[Data entries]
- - - -

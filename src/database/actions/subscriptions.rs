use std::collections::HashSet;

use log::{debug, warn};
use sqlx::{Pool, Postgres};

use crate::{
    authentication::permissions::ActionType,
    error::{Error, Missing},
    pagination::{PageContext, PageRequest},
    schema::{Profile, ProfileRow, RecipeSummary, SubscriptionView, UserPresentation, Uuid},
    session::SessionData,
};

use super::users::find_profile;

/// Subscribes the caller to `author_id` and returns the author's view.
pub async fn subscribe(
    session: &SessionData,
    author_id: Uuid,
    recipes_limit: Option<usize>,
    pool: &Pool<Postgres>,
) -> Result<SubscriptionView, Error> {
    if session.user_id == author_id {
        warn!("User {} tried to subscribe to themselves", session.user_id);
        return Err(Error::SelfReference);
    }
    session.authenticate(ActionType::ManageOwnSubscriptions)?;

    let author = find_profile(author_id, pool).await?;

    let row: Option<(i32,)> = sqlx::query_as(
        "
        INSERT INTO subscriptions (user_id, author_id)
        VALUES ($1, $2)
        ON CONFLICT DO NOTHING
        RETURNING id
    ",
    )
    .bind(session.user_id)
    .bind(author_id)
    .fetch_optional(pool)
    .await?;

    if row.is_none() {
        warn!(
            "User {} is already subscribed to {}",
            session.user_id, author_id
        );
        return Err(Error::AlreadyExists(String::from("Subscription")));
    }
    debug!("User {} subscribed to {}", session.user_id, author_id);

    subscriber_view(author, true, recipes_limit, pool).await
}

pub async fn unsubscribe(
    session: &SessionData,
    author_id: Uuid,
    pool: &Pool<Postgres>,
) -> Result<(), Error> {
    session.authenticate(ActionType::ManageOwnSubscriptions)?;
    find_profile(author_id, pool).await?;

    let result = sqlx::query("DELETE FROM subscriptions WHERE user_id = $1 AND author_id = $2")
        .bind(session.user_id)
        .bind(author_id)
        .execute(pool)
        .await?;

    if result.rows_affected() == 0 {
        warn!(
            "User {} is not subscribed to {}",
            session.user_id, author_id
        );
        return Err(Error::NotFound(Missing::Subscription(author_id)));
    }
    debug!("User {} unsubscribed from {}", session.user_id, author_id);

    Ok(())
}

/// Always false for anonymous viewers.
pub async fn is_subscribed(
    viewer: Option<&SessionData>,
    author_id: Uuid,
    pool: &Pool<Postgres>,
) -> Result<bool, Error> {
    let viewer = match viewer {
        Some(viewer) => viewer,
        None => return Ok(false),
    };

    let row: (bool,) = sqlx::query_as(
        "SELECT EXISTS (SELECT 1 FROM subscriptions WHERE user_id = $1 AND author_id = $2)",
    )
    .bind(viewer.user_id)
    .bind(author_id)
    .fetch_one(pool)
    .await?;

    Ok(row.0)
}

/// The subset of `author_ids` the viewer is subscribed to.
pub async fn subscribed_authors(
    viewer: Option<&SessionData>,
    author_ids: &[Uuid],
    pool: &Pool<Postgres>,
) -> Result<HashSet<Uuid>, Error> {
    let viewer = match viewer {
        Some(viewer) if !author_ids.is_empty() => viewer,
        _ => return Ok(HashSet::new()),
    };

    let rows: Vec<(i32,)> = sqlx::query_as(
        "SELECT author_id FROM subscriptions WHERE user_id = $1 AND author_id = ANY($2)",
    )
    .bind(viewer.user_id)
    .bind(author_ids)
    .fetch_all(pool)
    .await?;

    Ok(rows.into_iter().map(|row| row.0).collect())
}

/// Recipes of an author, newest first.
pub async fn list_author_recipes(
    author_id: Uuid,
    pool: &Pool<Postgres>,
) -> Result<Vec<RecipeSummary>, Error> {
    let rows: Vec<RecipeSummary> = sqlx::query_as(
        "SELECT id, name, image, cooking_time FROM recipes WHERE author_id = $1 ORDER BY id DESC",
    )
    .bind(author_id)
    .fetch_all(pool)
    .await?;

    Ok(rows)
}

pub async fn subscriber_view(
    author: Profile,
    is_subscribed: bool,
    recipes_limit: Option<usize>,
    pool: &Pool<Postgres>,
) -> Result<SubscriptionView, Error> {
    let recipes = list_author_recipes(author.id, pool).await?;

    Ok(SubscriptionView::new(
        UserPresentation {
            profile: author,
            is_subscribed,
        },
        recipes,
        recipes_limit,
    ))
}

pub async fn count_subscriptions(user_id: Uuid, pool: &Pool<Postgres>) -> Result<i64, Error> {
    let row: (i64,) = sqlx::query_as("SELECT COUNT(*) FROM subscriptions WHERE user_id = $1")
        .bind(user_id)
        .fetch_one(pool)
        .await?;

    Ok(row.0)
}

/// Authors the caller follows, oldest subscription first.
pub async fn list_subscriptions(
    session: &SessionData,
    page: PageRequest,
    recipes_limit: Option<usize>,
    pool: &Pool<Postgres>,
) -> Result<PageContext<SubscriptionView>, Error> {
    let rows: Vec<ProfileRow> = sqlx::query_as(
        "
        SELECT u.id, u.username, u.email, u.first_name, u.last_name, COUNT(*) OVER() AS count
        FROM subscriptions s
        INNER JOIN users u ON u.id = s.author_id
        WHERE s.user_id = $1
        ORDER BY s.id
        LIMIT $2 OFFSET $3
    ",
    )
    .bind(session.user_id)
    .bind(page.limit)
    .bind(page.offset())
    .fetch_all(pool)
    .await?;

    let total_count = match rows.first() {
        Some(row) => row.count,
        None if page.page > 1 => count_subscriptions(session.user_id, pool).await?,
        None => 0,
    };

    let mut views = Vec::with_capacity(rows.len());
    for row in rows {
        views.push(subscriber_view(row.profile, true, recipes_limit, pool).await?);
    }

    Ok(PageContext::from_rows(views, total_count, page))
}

- - - -

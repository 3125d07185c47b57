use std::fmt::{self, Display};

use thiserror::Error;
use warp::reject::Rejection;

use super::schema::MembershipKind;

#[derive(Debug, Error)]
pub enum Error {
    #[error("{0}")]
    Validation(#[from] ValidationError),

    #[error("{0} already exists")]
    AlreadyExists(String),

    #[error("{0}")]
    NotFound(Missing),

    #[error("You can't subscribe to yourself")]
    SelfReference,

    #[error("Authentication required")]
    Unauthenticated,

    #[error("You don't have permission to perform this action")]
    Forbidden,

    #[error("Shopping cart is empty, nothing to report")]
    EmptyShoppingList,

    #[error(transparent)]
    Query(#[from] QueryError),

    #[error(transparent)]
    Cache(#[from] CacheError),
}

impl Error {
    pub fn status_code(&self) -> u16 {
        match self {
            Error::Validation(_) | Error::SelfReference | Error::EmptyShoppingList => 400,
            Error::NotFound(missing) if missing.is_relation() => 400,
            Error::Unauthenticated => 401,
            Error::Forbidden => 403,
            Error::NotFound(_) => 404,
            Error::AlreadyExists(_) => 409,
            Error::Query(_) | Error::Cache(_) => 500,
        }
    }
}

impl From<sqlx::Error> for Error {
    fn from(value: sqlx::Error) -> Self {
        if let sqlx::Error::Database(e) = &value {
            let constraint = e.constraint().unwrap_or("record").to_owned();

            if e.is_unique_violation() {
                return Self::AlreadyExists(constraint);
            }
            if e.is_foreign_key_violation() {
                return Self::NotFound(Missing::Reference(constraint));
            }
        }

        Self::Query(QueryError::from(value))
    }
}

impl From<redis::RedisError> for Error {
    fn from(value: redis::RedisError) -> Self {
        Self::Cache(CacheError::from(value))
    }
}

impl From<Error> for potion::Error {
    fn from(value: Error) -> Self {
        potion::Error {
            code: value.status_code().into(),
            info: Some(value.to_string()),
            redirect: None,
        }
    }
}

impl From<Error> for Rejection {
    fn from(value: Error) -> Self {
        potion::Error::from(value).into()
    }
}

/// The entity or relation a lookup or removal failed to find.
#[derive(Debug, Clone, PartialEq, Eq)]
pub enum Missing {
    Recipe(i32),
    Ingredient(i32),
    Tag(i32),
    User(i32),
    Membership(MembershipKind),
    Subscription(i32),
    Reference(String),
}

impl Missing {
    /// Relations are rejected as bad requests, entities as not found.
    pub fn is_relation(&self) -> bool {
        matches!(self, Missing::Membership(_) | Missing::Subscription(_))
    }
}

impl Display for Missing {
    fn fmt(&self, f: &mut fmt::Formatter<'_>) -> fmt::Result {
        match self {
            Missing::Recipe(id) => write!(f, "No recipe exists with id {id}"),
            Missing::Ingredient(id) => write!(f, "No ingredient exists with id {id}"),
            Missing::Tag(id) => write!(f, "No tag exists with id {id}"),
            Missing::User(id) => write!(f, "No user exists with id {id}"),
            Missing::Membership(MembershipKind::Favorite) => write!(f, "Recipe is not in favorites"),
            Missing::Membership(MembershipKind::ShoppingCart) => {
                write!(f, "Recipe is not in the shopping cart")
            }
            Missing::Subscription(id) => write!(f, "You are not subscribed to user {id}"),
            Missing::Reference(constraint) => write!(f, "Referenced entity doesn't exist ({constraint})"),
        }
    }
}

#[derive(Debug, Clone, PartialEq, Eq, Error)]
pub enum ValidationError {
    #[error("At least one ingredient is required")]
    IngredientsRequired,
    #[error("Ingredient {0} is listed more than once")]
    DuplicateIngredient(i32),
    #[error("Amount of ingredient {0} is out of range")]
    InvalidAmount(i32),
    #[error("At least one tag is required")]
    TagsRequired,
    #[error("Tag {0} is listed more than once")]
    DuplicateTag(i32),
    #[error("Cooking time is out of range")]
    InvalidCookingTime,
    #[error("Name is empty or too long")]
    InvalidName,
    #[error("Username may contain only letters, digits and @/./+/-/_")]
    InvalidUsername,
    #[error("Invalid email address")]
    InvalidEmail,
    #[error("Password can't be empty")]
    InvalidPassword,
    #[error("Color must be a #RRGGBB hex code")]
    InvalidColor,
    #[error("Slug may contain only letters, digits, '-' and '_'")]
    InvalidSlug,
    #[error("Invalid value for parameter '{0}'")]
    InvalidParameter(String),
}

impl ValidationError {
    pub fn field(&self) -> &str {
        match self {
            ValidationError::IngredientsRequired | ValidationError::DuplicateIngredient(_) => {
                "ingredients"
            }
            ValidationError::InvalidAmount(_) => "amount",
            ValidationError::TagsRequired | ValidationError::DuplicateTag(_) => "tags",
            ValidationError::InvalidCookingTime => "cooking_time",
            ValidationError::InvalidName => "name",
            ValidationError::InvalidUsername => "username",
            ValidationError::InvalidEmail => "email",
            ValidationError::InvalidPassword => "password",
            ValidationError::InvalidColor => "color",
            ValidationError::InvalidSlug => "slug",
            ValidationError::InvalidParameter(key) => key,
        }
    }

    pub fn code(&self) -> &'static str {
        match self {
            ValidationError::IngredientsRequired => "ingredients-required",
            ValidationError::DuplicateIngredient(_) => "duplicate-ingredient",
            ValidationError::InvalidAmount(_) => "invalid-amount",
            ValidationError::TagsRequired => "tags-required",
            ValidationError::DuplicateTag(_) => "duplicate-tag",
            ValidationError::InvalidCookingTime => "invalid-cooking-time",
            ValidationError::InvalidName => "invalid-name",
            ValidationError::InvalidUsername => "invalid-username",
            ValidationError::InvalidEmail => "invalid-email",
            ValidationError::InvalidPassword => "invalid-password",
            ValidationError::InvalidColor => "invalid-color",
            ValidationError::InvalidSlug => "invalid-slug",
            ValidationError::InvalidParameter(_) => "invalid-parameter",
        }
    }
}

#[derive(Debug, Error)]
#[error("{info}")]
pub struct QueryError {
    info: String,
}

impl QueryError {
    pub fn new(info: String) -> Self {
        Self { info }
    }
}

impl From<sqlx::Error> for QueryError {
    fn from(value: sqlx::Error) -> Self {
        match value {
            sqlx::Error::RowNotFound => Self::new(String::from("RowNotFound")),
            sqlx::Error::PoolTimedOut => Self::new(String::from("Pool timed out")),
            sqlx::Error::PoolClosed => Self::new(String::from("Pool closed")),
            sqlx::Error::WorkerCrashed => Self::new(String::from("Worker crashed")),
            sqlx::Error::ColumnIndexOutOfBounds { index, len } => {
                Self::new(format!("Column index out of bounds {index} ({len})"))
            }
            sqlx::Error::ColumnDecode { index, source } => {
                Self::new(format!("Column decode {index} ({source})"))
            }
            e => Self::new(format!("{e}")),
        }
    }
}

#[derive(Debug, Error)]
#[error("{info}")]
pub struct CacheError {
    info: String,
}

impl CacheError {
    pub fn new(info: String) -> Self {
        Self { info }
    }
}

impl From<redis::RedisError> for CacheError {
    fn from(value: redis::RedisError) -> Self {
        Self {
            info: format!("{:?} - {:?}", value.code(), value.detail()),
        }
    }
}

- - - -

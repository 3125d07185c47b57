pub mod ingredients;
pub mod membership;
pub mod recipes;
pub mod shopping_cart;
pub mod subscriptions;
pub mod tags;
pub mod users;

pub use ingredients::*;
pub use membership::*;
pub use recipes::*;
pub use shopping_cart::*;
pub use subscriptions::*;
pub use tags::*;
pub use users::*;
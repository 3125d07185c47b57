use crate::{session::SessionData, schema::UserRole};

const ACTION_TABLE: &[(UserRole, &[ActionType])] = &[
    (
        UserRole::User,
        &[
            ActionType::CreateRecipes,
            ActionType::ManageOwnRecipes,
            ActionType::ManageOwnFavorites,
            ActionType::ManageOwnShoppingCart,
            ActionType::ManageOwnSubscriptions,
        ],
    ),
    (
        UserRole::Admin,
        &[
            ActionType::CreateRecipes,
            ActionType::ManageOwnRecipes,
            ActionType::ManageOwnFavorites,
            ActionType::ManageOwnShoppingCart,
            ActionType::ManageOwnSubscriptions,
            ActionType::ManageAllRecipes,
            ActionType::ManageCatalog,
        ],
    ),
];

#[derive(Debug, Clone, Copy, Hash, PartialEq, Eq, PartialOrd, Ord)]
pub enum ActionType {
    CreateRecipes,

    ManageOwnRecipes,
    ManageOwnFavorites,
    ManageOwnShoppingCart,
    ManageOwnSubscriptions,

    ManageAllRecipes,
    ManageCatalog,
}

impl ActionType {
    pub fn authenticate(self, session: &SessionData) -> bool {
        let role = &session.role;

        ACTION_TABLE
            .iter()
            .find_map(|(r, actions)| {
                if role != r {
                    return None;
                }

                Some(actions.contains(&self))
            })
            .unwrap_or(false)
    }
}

- - - -

From the records above, print exactly the lines that run from the line with "impl From<Error> for Rejection" to the line with "ingredient exists with", inclusive.

# Response to the exercise:
impl From<Error> for Rejection {
    fn from(value: Error) -> Self {
        potion::Error::from(value).into()
    }
}

/// The entity or relation a lookup or removal failed to find.
#[derive(Debug, Clone, PartialEq, Eq)]
pub enum Missing {
    Recipe(i32),
    Ingredient(i32),
    Tag(i32),
    User(i32),
    Membership(MembershipKind),
    Subscription(i32),
    Reference(String),
}

impl Missing {
    /// Relations are rejected as bad requests, entities as not found.
    pub fn is_relation(&self) -> bool {
        matches!(self, Missing::Membership(_) | Missing::Subscription(_))
    }
}

impl Display for Missing {
    fn fmt(&self, f: &mut fmt::Formatter<'_>) -> fmt::Result {
        match self {
            Missing::Recipe(id) => write!(f, "No recipe exists with id {id}"),
            Missing::Ingredient(id) => write!(f, "No ingredient exists with id {id}"),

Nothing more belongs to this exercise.